Nothing really trivial.
Comment 2 Stefan Dirsch 2023-11-21 16:35:52 UTC
I'm afraid there is no good solution. I guess I should just rename the config file to resolve the conflict, which then possibly breaks the older driver of course. Hopefully it's no longer been used by booting an older kernel, but well then it's the wrong user space driver version anyway.

Note for myself.

I may need to set 

  options nvidia NVreg_OpenRmEnableUnsupportedGpus=0

in the new config file (which I currently no longer set at all) to overwrite the setting of the old config file. I've seen reports where the new driver breaks completely with this being enabled. I need to check this first.
Comment 3 Jozef Pupava 2023-11-21 16:37:26 UTC
Same issue on 15-SP5 update https://build.suse.de/request/show/312830
Should I open separate bug or is this good enough ?

Detected 1 file conflict:

File /etc/modprobe.d/50-nvidia-default.conf
  from install of
     nvidia-open-driver-G06-signed-kmp-default-545.29.02_k5.14.21_150500.55.36-150500.3.16.1.x86_64 (TEST_0)
  conflicts with file from package
     nvidia-open-driver-G06-signed-kmp-default-535.129.03_k5.14.21_150500.55.31-150500.3.13.1.x86_64 (@System)
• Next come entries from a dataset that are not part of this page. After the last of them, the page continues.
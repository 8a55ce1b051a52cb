//! # Metric Expression Grammar
//!
//! Metric expressions turn log streams into samples:
//!
//! ```text
//! sum by (app) (count_over_time({app="api"} |= "err" [5m]))
//! └VECTOR_OP┘└GROUPING┘ └RANGE_OP┘ └──── LOG_RANGE_EXPR ────┘
//! ```
//!
//! The operator names are contextual keywords: they are only remapped from
//! `IDENTIFIER` when they open a call.

use super::log::{at_label_filter, at_pipeline_stage, label_filter, pipeline_expr, selector};
use super::{error_empty, expect, expr};
use crate::parser::Parser;
use crate::syntax_kind::SyntaxKind;

const RANGE_OPS: &[(&str, SyntaxKind)] = &[
    ("rate", SyntaxKind::RATE),
    ("rate_counter", SyntaxKind::RATE_COUNTER),
    ("count_over_time", SyntaxKind::COUNT_OVER_TIME),
    ("bytes_rate", SyntaxKind::BYTES_RATE),
    ("bytes_over_time", SyntaxKind::BYTES_OVER_TIME),
    ("avg_over_time", SyntaxKind::AVG_OVER_TIME),
    ("sum_over_time", SyntaxKind::SUM_OVER_TIME),
    ("min_over_time", SyntaxKind::MIN_OVER_TIME),
    ("max_over_time", SyntaxKind::MAX_OVER_TIME),
    ("stddev_over_time", SyntaxKind::STDDEV_OVER_TIME),
    ("stdvar_over_time", SyntaxKind::STDVAR_OVER_TIME),
    ("quantile_over_time", SyntaxKind::QUANTILE_OVER_TIME),
    ("first_over_time", SyntaxKind::FIRST_OVER_TIME),
    ("last_over_time", SyntaxKind::LAST_OVER_TIME),
    ("absent_over_time", SyntaxKind::ABSENT_OVER_TIME),
];

const VECTOR_OPS: &[(&str, SyntaxKind)] = &[
    ("sum", SyntaxKind::SUM),
    ("avg", SyntaxKind::AVG),
    ("count", SyntaxKind::COUNT),
    ("max", SyntaxKind::MAX),
    ("min", SyntaxKind::MIN),
    ("stddev", SyntaxKind::STDDEV),
    ("stdvar", SyntaxKind::STDVAR),
    ("bottomk", SyntaxKind::BOTTOMK),
    ("topk", SyntaxKind::TOPK),
    ("sort", SyntaxKind::SORT),
    ("sort_desc", SyntaxKind::SORT_DESC),
];

const CONV_OPS: &[(&str, SyntaxKind)] = &[
    ("bytes", SyntaxKind::BYTES_CONV),
    ("duration", SyntaxKind::DURATION_CONV),
    ("duration_seconds", SyntaxKind::DURATION_SECONDS_CONV),
];

fn lookup(table: &[(&str, SyntaxKind)], text: &str) -> Option<SyntaxKind> {
    table
        .iter()
        .find(|(name, _)| *name == text)
        .map(|(_, kind)| *kind)
}

/// True if the current identifier opens a metric call.
pub(super) fn at_metric_keyword(p: &Parser<'_, '_>) -> bool {
    let text = p.current_text();
    lookup(RANGE_OPS, text).is_some() || lookup(VECTOR_OPS, text).is_some() || text == "vector"
}

/// Parse the call the current keyword opens. The caller wraps it in METRIC_EXPR.
pub(super) fn metric_call(p: &mut Parser<'_, '_>) {
    let text = p.current_text();
    if let Some(op) = lookup(RANGE_OPS, text) {
        range_aggregation_expr(p, op);
    } else if let Some(op) = lookup(VECTOR_OPS, text) {
        vector_aggregation_expr(p, op);
    } else {
        vector_expr(p);
    }
}

/// `count_over_time({...}[5m])`, `quantile_over_time(0.99, ...) by (x)`
fn range_aggregation_expr(p: &mut Parser<'_, '_>, op: SyntaxKind) {
    let m = p.start();

    let o = p.start();
    p.bump_remap(op);
    o.complete(p, SyntaxKind::RANGE_OP);

    if expect(p, SyntaxKind::L_PAREN) {
        if p.at(SyntaxKind::NUMBER) && p.nth(1) == SyntaxKind::COMMA {
            p.bump(); // NUMBER
            p.bump(); // ,
        }
        log_range_expr(p);
        expect(p, SyntaxKind::R_PAREN);
    }
    if at_grouping(p) {
        grouping(p);
    }

    m.complete(p, SyntaxKind::RANGE_AGGREGATION_EXPR);
}

/// `sum by (a) (expr)`, `topk(5, expr) without (b)`
fn vector_aggregation_expr(p: &mut Parser<'_, '_>, op: SyntaxKind) {
    let m = p.start();

    let o = p.start();
    p.bump_remap(op);
    o.complete(p, SyntaxKind::VECTOR_OP);

    if at_grouping(p) {
        grouping(p);
    }
    if expect(p, SyntaxKind::L_PAREN) {
        if p.at(SyntaxKind::NUMBER) && p.nth(1) == SyntaxKind::COMMA {
            p.bump(); // NUMBER
            p.bump(); // ,
        }
        if expr(p).is_none() {
            error_empty(p);
        }
        expect(p, SyntaxKind::R_PAREN);
    }
    if at_grouping(p) {
        grouping(p);
    }

    m.complete(p, SyntaxKind::VECTOR_AGGREGATION_EXPR);
}

/// `vector(1)`
fn vector_expr(p: &mut Parser<'_, '_>) {
    let m = p.start();
    p.bump_remap(SyntaxKind::VECTOR);
    if expect(p, SyntaxKind::L_PAREN) {
        expect(p, SyntaxKind::NUMBER);
        expect(p, SyntaxKind::R_PAREN);
    }
    m.complete(p, SyntaxKind::VECTOR_EXPR);
}

/// The log part of a range aggregation, in any of the accepted orders:
/// `{...} [5m] | json`, `{...} | json [5m]`, `({...} | json)[5m]`,
/// `{...} | unwrap x [5m] offset 1h`.
fn log_range_expr(p: &mut Parser<'_, '_>) {
    let m = p.start();

    if p.at(SyntaxKind::L_PAREN) && p.nth(1) == SyntaxKind::L_BRACE {
        p.bump(); // (
        selector(p);
        if at_pipeline_stage(p) {
            pipeline_expr(p);
        }
        expect(p, SyntaxKind::R_PAREN);
    } else if p.at(SyntaxKind::L_BRACE) {
        selector(p);
    } else {
        error_empty(p);
    }

    if p.at(SyntaxKind::L_BRACKET) {
        range(p);
    }
    if at_pipeline_stage(p) {
        pipeline_expr(p);
    }
    if p.at(SyntaxKind::PIPE) && p.nth_at_keyword(1, "unwrap") {
        unwrap_expr(p);
    }
    if p.at(SyntaxKind::L_BRACKET) {
        range(p);
    }
    if p.at_keyword("offset") {
        offset_expr(p);
    }

    m.complete(p, SyntaxKind::LOG_RANGE_EXPR);
}

/// `[5m]`
fn range(p: &mut Parser<'_, '_>) {
    let m = p.start();
    p.bump(); // [
    expect(p, SyntaxKind::DURATION);
    expect(p, SyntaxKind::R_BRACKET);
    m.complete(p, SyntaxKind::RANGE);
}

/// `offset 1h`
fn offset_expr(p: &mut Parser<'_, '_>) {
    let m = p.start();
    p.bump_remap(SyntaxKind::OFFSET);
    expect(p, SyntaxKind::DURATION);
    m.complete(p, SyntaxKind::OFFSET_EXPR);
}

/// `| unwrap latency`, `| unwrap duration(took) | __error__=""`
fn unwrap_expr(p: &mut Parser<'_, '_>) {
    let m = p.start();
    p.bump(); // |
    p.bump_remap(SyntaxKind::UNWRAP);

    let conv = if p.at(SyntaxKind::IDENTIFIER) && p.nth(1) == SyntaxKind::L_PAREN {
        lookup(CONV_OPS, p.current_text())
    } else {
        None
    };
    if let Some(conv) = conv {
        let c = p.start();
        p.bump_remap(conv);
        c.complete(p, SyntaxKind::CONV_OP);
        p.bump(); // (
        expect(p, SyntaxKind::IDENTIFIER);
        expect(p, SyntaxKind::R_PAREN);
    } else {
        expect(p, SyntaxKind::IDENTIFIER);
    }

    // Post-unwrap filters
    while p.at(SyntaxKind::PIPE) && at_label_filter(p, 1) {
        p.bump(); // |
        label_filter(p);
    }

    m.complete(p, SyntaxKind::UNWRAP_EXPR);
}

fn at_grouping(p: &Parser<'_, '_>) -> bool {
    (p.at_keyword("by") || p.at_keyword("without")) && p.nth(1) == SyntaxKind::L_PAREN
}

/// `by (a, b)` / `without ()`
fn grouping(p: &mut Parser<'_, '_>) {
    let m = p.start();
    let keyword = if p.at_keyword("by") {
        SyntaxKind::BY
    } else {
        SyntaxKind::WITHOUT
    };
    p.bump_remap(keyword);
    p.bump(); // (

    if p.at(SyntaxKind::IDENTIFIER) {
        let labels = p.start();
        p.bump();
        while p.at(SyntaxKind::COMMA) && p.nth(1) == SyntaxKind::IDENTIFIER {
            p.bump(); // ,
            p.bump(); // IDENTIFIER
        }
        labels.complete(p, SyntaxKind::LABELS);
    }
    expect(p, SyntaxKind::R_PAREN);

    m.complete(p, SyntaxKind::GROUPING);
}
https://openqa.suse.de/tests/12817721#step/update_install/137
Comment 4 Stefan Dirsch 2023-11-21 16:39:07 UTC
No need to open another report. Fix will be the same and I will submit it for both - SP4 and SP5.
Comment 5 Stefan Dirsch 2023-11-22 13:32:51 UTC
Fixed with these changes:

-------------------------------------------------------------------
Wed Nov 22 13:16:01 UTC 2023 - Stefan Dirsch <sndirsch@suse.com>

- no longer try to overwrite NVreg_OpenRMEnableSupporteGpus driver
  option setting; apparently it's ignored by the driver (boo#1215981,
  comment#26)

-------------------------------------------------------------------
Tue Nov 21 21:05:50 UTC 2023 - Stefan Dirsch <sndirsch@suse.com>

- use different modprobe.d config file to resolve conflict with
  older driver package (boo#1217370); overwrite 
  NVreg_OpenRMEnableSupporteGpus driver option setting (disable it),
  since letting it enabled is supposed to break booting (boo#1215981, 
  comment#23)

Just submitted to factory/TW, sle15-sp5 and sle15-sp4. Closing.
Comment 7 OBSbugzilla Bot 2023-11-22 15:35:05 UTC
This is an autogenerated message for OBS integration:
This bug (1217370) was mentioned in
https://build.opensuse.org/request/show/1128138 Factory / nvidia-open-driver-G06-signed
Comment 8 Maintenance Automation 2023-12-05 12:30:02 UTC
SUSE-RU-2023:4642-1: An update that has two fixes can now be installed.

Category: recommended (moderate)
Bug References: 1215981, 1217370
Sources used:
openSUSE Leap 15.5 (src): nvidia-open-driver-G06-signed-545.29.02-150500.3.18.1
SUSE Linux Enterprise Micro 5.5 (src): nvidia-open-driver-G06-signed-545.29.02-150500.3.18.1
Basesystem Module 15-SP5 (src): nvidia-open-driver-G06-signed-545.29.02-150500.3.18.1
Public Cloud Module 15-SP5 (src): nvidia-open-driver-G06-signed-545.29.02-150500.3.18.1

NOTE: This line indicates an update has been released for the listed product(s). At times this might be only a partial fix. If you have questions please reach out to maintenance coordination.
Comment 9 Maintenance Automation 2023-12-05 12:36:08 UTC
SUSE-RU-2023:4641-1: An update that has two fixes can now be installed.

Category: recommended (moderate)
Bug References: 1215981, 1217370
Sources used:
openSUSE Leap 15.4 (src): nvidia-open-driver-G06-signed-545.29.02-150400.9.32.1
SUSE Linux Enterprise Micro for Rancher 5.3 (src): nvidia-open-driver-G06-signed-545.29.02-150400.9.32.1
SUSE Linux Enterprise Micro 5.3 (src): nvidia-open-driver-G06-signed-545.29.02-150400.9.32.1
SUSE Linux Enterprise Micro for Rancher 5.4 (src): nvidia-open-driver-G06-signed-545.29.02-150400.9.32.1
SUSE Linux Enterprise Micro 5.4 (src): nvidia-open-driver-G06-signed-545.29.02-150400.9.32.1
Basesystem Module 15-SP4 (src): nvidia-open-driver-G06-signed-545.29.02-150400.9.32.1
Public Cloud Module 15-SP4 (src): nvidia-open-driver-G06-signed-545.29.02-150400.9.32.1

NOTE: This line indicates an update has been released for the listed product(s). At times this might be only a partial fix. If you have questions please reach out to maintenance coordination.